EXERCISE OBJECTIVE:
Scan the listing below. Copy each line that contains "Item".

INFORMATION SHOWN:
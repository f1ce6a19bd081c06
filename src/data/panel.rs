//! # Price Panel
//!
//! $$
//! \mathcal{P} = \{(t_k, a_k, o_k, h_k, l_k, c_k, \tilde c_k, v_k)\}_{k=1}^{N},\qquad
//! (t_k, a_k) \ \text{unique}
//! $$
//!
//! Immutable columnar table of daily bars. Rows need not be sorted; duplicate
//! `(timestamp, asset)` keys are collapsed on construction, the last supplied row wins.

use std::collections::BTreeSet;
use std::collections::HashMap;
use std::fmt::Display;
use std::str::FromStr;

use anyhow::bail;
use chrono::NaiveDateTime;
use impl_new_derive::ImplNew;

/// One bar of market data for one asset.
#[derive(ImplNew, Clone, Debug, PartialEq)]
pub struct PriceRow {
  pub timestamp: NaiveDateTime,
  pub asset_id: String,
  pub open: f64,
  pub high: f64,
  pub low: f64,
  pub close: f64,
  pub adj_close: f64,
  pub volume: f64,
}

impl PriceRow {
  /// Bar where every price column carries the same value and volume is zero.
  pub fn flat(timestamp: NaiveDateTime, asset_id: impl Into<String>, price: f64) -> Self {
    Self {
      timestamp,
      asset_id: asset_id.into(),
      open: price,
      high: price,
      low: price,
      close: price,
      adj_close: price,
      volume: 0.0,
    }
  }

  pub fn price(&self, field: PriceField) -> f64 {
    match field {
      PriceField::Open => self.open,
      PriceField::High => self.high,
      PriceField::Low => self.low,
      PriceField::Close => self.close,
      PriceField::AdjClose => self.adj_close,
    }
  }
}

/// Price column used to derive returns.
#[derive(Default, Clone, Copy, PartialEq, Eq, Debug, Hash)]
pub enum PriceField {
  Open,
  High,
  Low,
  #[default]
  Close,
  AdjClose,
}

impl FromStr for PriceField {
  type Err = anyhow::Error;

  fn from_str(s: &str) -> Result<Self, Self::Err> {
    match s.to_lowercase().replace(['_', '-', ' '], "").as_str() {
      "open" => Ok(Self::Open),
      "high" => Ok(Self::High),
      "low" => Ok(Self::Low),
      "close" => Ok(Self::Close),
      "adjclose" | "adjustedclose" => Ok(Self::AdjClose),
      _ => bail!("unknown price field '{s}'"),
    }
  }
}

impl Display for PriceField {
  fn fmt(&self, f: &mut std::fmt::Formatter<'_>) -> std::fmt::Result {
    match self {
      PriceField::Open => write!(f, "open"),
      PriceField::High => write!(f, "high"),
      PriceField::Low => write!(f, "low"),
      PriceField::Close => write!(f, "close"),
      PriceField::AdjClose => write!(f, "adj_close"),
    }
  }
}

/// Columnar, deduplicated price table.
#[derive(Clone, Debug, Default)]
pub struct PricePanel {
  timestamps: Vec<NaiveDateTime>,
  assets: Vec<String>,
  open: Vec<f64>,
  high: Vec<f64>,
  low: Vec<f64>,
  close: Vec<f64>,
  adj_close: Vec<f64>,
  volume: Vec<f64>,
}

impl PricePanel {
  /// Build a panel from rows in any order. Later duplicates overwrite earlier ones in place.
  pub fn from_rows<I>(rows: I) -> Self
  where
    I: IntoIterator<Item = PriceRow>,
  {
    let mut panel = Self::default();
    let mut slots: HashMap<(NaiveDateTime, String), usize> = HashMap::new();

    for row in rows {
      let key = (row.timestamp, row.asset_id.clone());
      match slots.get(&key) {
        Some(&idx) => panel.write(idx, row),
        None => {
          slots.insert(key, panel.len());
          panel.push(row);
        }
      }
    }

    panel
  }

  fn push(&mut self, row: PriceRow) {
    self.timestamps.push(row.timestamp);
    self.assets.push(row.asset_id);
    self.open.push(row.open);
    self.high.push(row.high);
    self.low.push(row.low);
    self.close.push(row.close);
    self.adj_close.push(row.adj_close);
    self.volume.push(row.volume);
  }

  fn write(&mut self, idx: usize, row: PriceRow) {
    self.open[idx] = row.open;
    self.high[idx] = row.high;
    self.low[idx] = row.low;
    self.close[idx] = row.close;
    self.adj_close[idx] = row.adj_close;
    self.volume[idx] = row.volume;
  }

  pub fn len(&self) -> usize {
    self.timestamps.len()
  }

  pub fn is_empty(&self) -> bool {
    self.timestamps.is_empty()
  }

  pub fn timestamp(&self, idx: usize) -> NaiveDateTime {
    self.timestamps[idx]
  }

  pub fn asset(&self, idx: usize) -> &str {
    &self.assets[idx]
  }

  pub fn price(&self, idx: usize, field: PriceField) -> f64 {
    match field {
      PriceField::Open => self.open[idx],
      PriceField::High => self.high[idx],
      PriceField::Low => self.low[idx],
      PriceField::Close => self.close[idx],
      PriceField::AdjClose => self.adj_close[idx],
    }
  }

  pub fn volume(&self, idx: usize) -> f64 {
    self.volume[idx]
  }

  /// Materialize row `idx`.
  pub fn row(&self, idx: usize) -> PriceRow {
    PriceRow {
      timestamp: self.timestamps[idx],
      asset_id: self.assets[idx].clone(),
      open: self.open[idx],
      high: self.high[idx],
      low: self.low[idx],
      close: self.close[idx],
      adj_close: self.adj_close[idx],
      volume: self.volume[idx],
    }
  }

  pub fn rows(&self) -> impl Iterator<Item = PriceRow> + '_ {
    (0..self.len()).map(|idx| self.row(idx))
  }

  /// Distinct asset identifiers, sorted.
  pub fn assets(&self) -> Vec<&str> {
    self
      .assets
      .iter()
      .map(String::as_str)
      .collect::<BTreeSet<_>>()
      .into_iter()
      .collect()
  }

  /// Earliest and latest timestamp in the panel.
  pub fn time_range(&self) -> Option<(NaiveDateTime, NaiveDateTime)> {
    let first = self.timestamps.iter().min()?;
    let last = self.timestamps.iter().max()?;
    Some((*first, *last))
  }

  /// View over every row.
  pub fn view(&self) -> PanelView<'_> {
    PanelView {
      panel: self,
      rows: (0..self.len()).collect(),
    }
  }

  /// View over the rows whose timestamp satisfies `keep`.
  pub fn view_where<F>(&self, keep: F) -> PanelView<'_>
  where
    F: Fn(NaiveDateTime) -> bool,
  {
    let rows = self
      .timestamps
      .iter()
      .enumerate()
      .filter(|(_, ts)| keep(**ts))
      .map(|(idx, _)| idx)
      .collect();

    PanelView { panel: self, rows }
  }
}

impl FromIterator<PriceRow> for PricePanel {
  fn from_iter<T: IntoIterator<Item = PriceRow>>(iter: T) -> Self {
    Self::from_rows(iter)
  }
}

/// Borrowed subset of a [`PricePanel`]; the panel itself is never touched.
#[derive(Clone, Debug)]
pub struct PanelView<'a> {
  panel: &'a PricePanel,
  rows: Vec<usize>,
}

impl<'a> PanelView<'a> {
  pub fn len(&self) -> usize {
    self.rows.len()
  }

  pub fn is_empty(&self) -> bool {
    self.rows.is_empty()
  }

  pub fn panel(&self) -> &'a PricePanel {
    self.panel
  }

  /// `(timestamp, asset, price)` triples for `field`, in panel order.
  pub fn observations(
    &self,
    field: PriceField,
  ) -> impl Iterator<Item = (NaiveDateTime, &'a str, f64)> + '_ {
    let panel = self.panel;
    self
      .rows
      .iter()
      .map(move |&idx| (panel.timestamp(idx), panel.asset(idx), panel.price(idx, field)))
  }

  pub fn timestamps(&self) -> impl Iterator<Item = NaiveDateTime> + '_ {
    self.rows.iter().map(|&idx| self.panel.timestamp(idx))
  }

  /// Distinct assets present in the view, sorted.
  pub fn assets(&self) -> Vec<&'a str> {
    let panel = self.panel;
    self
      .rows
      .iter()
      .map(|&idx| panel.asset(idx))
      .collect::<BTreeSet<_>>()
      .into_iter()
      .collect()
  }

  /// Copy the viewed rows into a standalone panel.
  pub fn to_panel(&self) -> PricePanel {
    self.rows.iter().map(|&idx| self.panel.row(idx)).collect()
  }
}

#[cfg(test)]
mod tests {
  use chrono::NaiveDate;

  use super::*;

  fn day(d: u32) -> NaiveDateTime {
    NaiveDate::from_ymd_opt(2024, 1, d)
      .and_then(|d| d.and_hms_opt(0, 0, 0))
      .unwrap()
  }

  #[test]
  fn duplicate_keys_keep_last_row() {
    let panel = PricePanel::from_rows(vec![
      PriceRow::flat(day(2), "AAA", 10.0),
      PriceRow::flat(day(3), "AAA", 11.0),
      PriceRow::flat(day(2), "AAA", 12.0),
    ]);

    assert_eq!(panel.len(), 2);
    assert_eq!(panel.price(0, PriceField::Close), 12.0);
    assert_eq!(panel.timestamp(0), day(2));
  }

  #[test]
  fn assets_are_sorted_and_unique() {
    let panel: PricePanel = vec![
      PriceRow::flat(day(2), "MSFT", 1.0),
      PriceRow::flat(day(2), "AAPL", 1.0),
      PriceRow::flat(day(3), "MSFT", 1.0),
    ]
    .into_iter()
    .collect();

    assert_eq!(panel.assets(), vec!["AAPL", "MSFT"]);
    assert_eq!(panel.time_range(), Some((day(2), day(3))));
  }

  #[test]
  fn price_field_selects_column() {
    let row = PriceRow::new(day(2), "AAA".to_string(), 1.0, 2.0, 0.5, 1.5, 1.4, 100.0);
    let panel = PricePanel::from_rows(vec![row.clone()]);

    assert_eq!(panel.price(0, PriceField::AdjClose), 1.4);
    assert_eq!(panel.price(0, PriceField::High), row.price(PriceField::High));
    assert_eq!(panel.volume(0), 100.0);
    assert_eq!(panel.row(0), row);
  }

  #[test]
  fn price_field_parses_common_spellings() {
    assert_eq!("Adj Close".parse::<PriceField>().unwrap(), PriceField::AdjClose);
    assert_eq!("close".parse::<PriceField>().unwrap(), PriceField::Close);
    assert!("vwap".parse::<PriceField>().is_err());
  }

  #[test]
  fn view_to_panel_copies_selected_rows() {
    let panel = PricePanel::from_rows(vec![
      PriceRow::flat(day(2), "AAA", 1.0),
      PriceRow::flat(day(3), "AAA", 2.0),
      PriceRow::flat(day(4), "AAA", 3.0),
    ]);

    let view = panel.view_where(|ts| ts >= day(3));
    let copy = view.to_panel();

    assert_eq!(view.len(), 2);
    assert_eq!(copy.len(), 2);
    assert_eq!(panel.len(), 3);
    assert_eq!(copy.price(0, PriceField::Close), 2.0);
  }
}
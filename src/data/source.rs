//! # Price Sources
//!
//! $$
//! \mathcal{P} = \biguplus_{a \in \mathcal{U}} \operatorname{fetch}(a, [t_0, t_1))
//! $$
//!
//! Retrieval seam for historical bars. Batch retrieval skips assets whose lookup
//! fails instead of aborting the whole universe.

use std::sync::Arc;

use anyhow::bail;
use anyhow::Result;
use chrono::NaiveDateTime;
use tracing::debug;
use tracing::warn;

use super::panel::PricePanel;
use super::panel::PriceRow;

/// Provider of daily bars for one asset over `[start, end)`.
pub trait PriceSource {
  fn fetch(&self, asset_id: &str, start: NaiveDateTime, end: NaiveDateTime)
    -> Result<Vec<PriceRow>>;
}

/// Fetch every ticker and merge the results into one deduplicated panel.
///
/// Lookup failures and empty histories are logged and skipped. Fails only when
/// no ticker produced any row.
pub fn fetch_panel<S, T>(
  source: &S,
  tickers: &[T],
  start: NaiveDateTime,
  end: NaiveDateTime,
) -> Result<PricePanel>
where
  S: PriceSource + ?Sized,
  T: AsRef<str>,
{
  let mut rows = Vec::new();
  let mut fetched = 0usize;

  for ticker in tickers {
    let ticker = ticker.as_ref();
    match source.fetch(ticker, start, end) {
      Ok(batch) if batch.is_empty() => {
        warn!(ticker, "no price history returned, skipping");
      }
      Ok(batch) => {
        debug!(ticker, rows = batch.len(), "fetched price history");
        fetched += 1;
        rows.extend(batch);
      }
      Err(err) => {
        warn!(ticker, error = %err, "stock not found, skipping");
      }
    }
  }

  if fetched == 0 {
    bail!(
      "no price data retrieved for any of {} tickers between {start} and {end}",
      tickers.len()
    );
  }

  Ok(PricePanel::from_rows(rows))
}

/// Source backed by an already loaded panel.
#[derive(Clone, Debug)]
pub struct InMemorySource {
  panel: Arc<PricePanel>,
}

impl InMemorySource {
  pub fn new(panel: Arc<PricePanel>) -> Self {
    Self { panel }
  }
}

impl PriceSource for InMemorySource {
  fn fetch(
    &self,
    asset_id: &str,
    start: NaiveDateTime,
    end: NaiveDateTime,
  ) -> Result<Vec<PriceRow>> {
    if !self.panel.assets().contains(&asset_id) {
      bail!("asset '{asset_id}' is not available");
    }

    let panel = &self.panel;
    Ok(
      (0..panel.len())
        .filter(|&idx| panel.asset(idx) == asset_id)
        .filter(|&idx| {
          let ts = panel.timestamp(idx);
          ts >= start && ts < end
        })
        .map(|idx| panel.row(idx))
        .collect(),
    )
  }
}
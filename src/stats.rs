//! # Stats
//!
//! $$
//! \hat\mu_i = \frac{1}{T_i}\sum_{k} r_{i,k},\qquad
//! \hat\Sigma = \frac{1}{T-1}\sum_{k}(r_k-\bar r)(r_k-\bar r)^\top
//! $$
//!
//! Return moments and the per-query information set built from a lookback window.

pub mod estimator;
pub mod information;
pub mod moments;
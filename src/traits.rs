//! # Traits
//!
//! $$
//! \text{Information contract: }(\mathcal{P}, t)\mapsto \mathcal{W}_t \mapsto \mathcal{I}_t \mapsto \mathbf{w}_t
//! $$
//!
use anyhow::Result;
use chrono::NaiveDateTime;

use crate::data::panel::PanelView;
use crate::data::panel::PricePanel;
use crate::data::window::InformationWindow;
use crate::quant::portfolio::Portfolio;
use crate::stats::information::InformationSet;

/// Windowed view of a price panel that turns into portfolios.
///
/// Implementors supply the panel, the window and the two estimation steps;
/// slicing comes for free.
pub trait Information {
  fn window(&self) -> &InformationWindow;

  fn panel(&self) -> &PricePanel;

  /// Rows with `t - s <= timestamp < t`.
  fn slice_data(&self, t: NaiveDateTime) -> PanelView<'_> {
    self.window().slice(self.panel(), t)
  }

  /// Statistics of the window ending at `t`.
  fn compute_information(&self, t: NaiveDateTime) -> Result<InformationSet>;

  /// Weights for `information`, keyed by its company order.
  fn compute_portfolio(&self, t: NaiveDateTime, information: &InformationSet) -> Portfolio;
}
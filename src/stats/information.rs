//! # Information Set
//!
//! $$
//! \mathcal{I}_t = \big(\mathbf{a},\ \hat\mu \in \mathbb{R}^n,\ \hat\Sigma \in \mathbb{R}^{n\times n},\ \hat\gamma_1,\ \hat\gamma_2\big)
//! $$
//!
//! Struct of arrays keyed by one explicit company order. Position `i` of every
//! vector and row/column `i` of the covariance refer to `companies[i]`.

use anyhow::ensure;
use anyhow::Result;
use ndarray::Array1;
use ndarray::Array2;

#[derive(Clone, Debug, Default)]
pub struct InformationSet {
  companies: Vec<String>,
  expected_return: Array1<f64>,
  covariance: Array2<f64>,
  skewness: Option<Array1<f64>>,
  kurtosis: Option<Array1<f64>>,
}

impl InformationSet {
  /// Fails unless `expected_return` and both covariance axes match `companies`.
  pub fn new(
    companies: Vec<String>,
    expected_return: Array1<f64>,
    covariance: Array2<f64>,
  ) -> Result<Self> {
    let n = companies.len();
    ensure!(
      expected_return.len() == n,
      "expected_return has {} entries for {n} companies",
      expected_return.len()
    );
    ensure!(
      covariance.dim() == (n, n),
      "covariance is {:?}, expected ({n}, {n})",
      covariance.dim()
    );

    Ok(Self {
      companies,
      expected_return,
      covariance,
      skewness: None,
      kurtosis: None,
    })
  }

  /// Set with no assets.
  pub fn empty() -> Self {
    Self {
      covariance: Array2::zeros((0, 0)),
      ..Self::default()
    }
  }

  pub fn with_skewness(mut self, skewness: Array1<f64>) -> Result<Self> {
    ensure!(
      skewness.len() == self.len(),
      "skewness has {} entries for {} companies",
      skewness.len(),
      self.len()
    );
    self.skewness = Some(skewness);
    Ok(self)
  }

  pub fn with_kurtosis(mut self, kurtosis: Array1<f64>) -> Result<Self> {
    ensure!(
      kurtosis.len() == self.len(),
      "kurtosis has {} entries for {} companies",
      kurtosis.len(),
      self.len()
    );
    self.kurtosis = Some(kurtosis);
    Ok(self)
  }

  pub fn len(&self) -> usize {
    self.companies.len()
  }

  pub fn is_empty(&self) -> bool {
    self.companies.is_empty()
  }

  pub fn companies(&self) -> &[String] {
    &self.companies
  }

  pub fn expected_return(&self) -> &Array1<f64> {
    &self.expected_return
  }

  pub fn covariance(&self) -> &Array2<f64> {
    &self.covariance
  }

  pub fn skewness(&self) -> Option<&Array1<f64>> {
    self.skewness.as_ref()
  }

  pub fn kurtosis(&self) -> Option<&Array1<f64>> {
    self.kurtosis.as_ref()
  }

  pub fn index_of(&self, asset_id: &str) -> Option<usize> {
    self.companies.iter().position(|c| c == asset_id)
  }

  pub fn expected_return_of(&self, asset_id: &str) -> Option<f64> {
    self.index_of(asset_id).map(|i| self.expected_return[i])
  }

  pub fn kurtosis_of(&self, asset_id: &str) -> Option<f64> {
    let i = self.index_of(asset_id)?;
    self.kurtosis.as_ref().map(|k| k[i])
  }

  /// Per-asset volatility, `sqrt(diag(cov))`.
  pub fn volatilities(&self) -> Array1<f64> {
    self.covariance.diag().mapv(|v| v.max(0.0).sqrt())
  }

  /// `(company, expected_return)` pairs in set order.
  pub fn iter(&self) -> impl Iterator<Item = (&str, f64)> {
    self
      .companies
      .iter()
      .map(String::as_str)
      .zip(self.expected_return.iter().copied())
  }

  /// Non-empty with finite expected returns and covariance.
  pub fn is_sufficient(&self) -> bool {
    !self.is_empty()
      && self.expected_return.iter().all(|v| v.is_finite())
      && self.covariance.iter().all(|v| v.is_finite())
  }
}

RESULT:
    I: IntoIterator<Item = PriceRow>,
  pub fn rows(&self) -> impl Iterator<Item = PriceRow> + '_ {
  fn from_iter<T: IntoIterator<Item = PriceRow>>(iter: T) -> Self {
  ) -> impl Iterator<Item = (NaiveDateTime, &'a str, f64)> + '_ {
  pub fn timestamps(&self) -> impl Iterator<Item = NaiveDateTime> + '_ {
  pub fn iter(&self) -> impl Iterator<Item = (&str, f64)> {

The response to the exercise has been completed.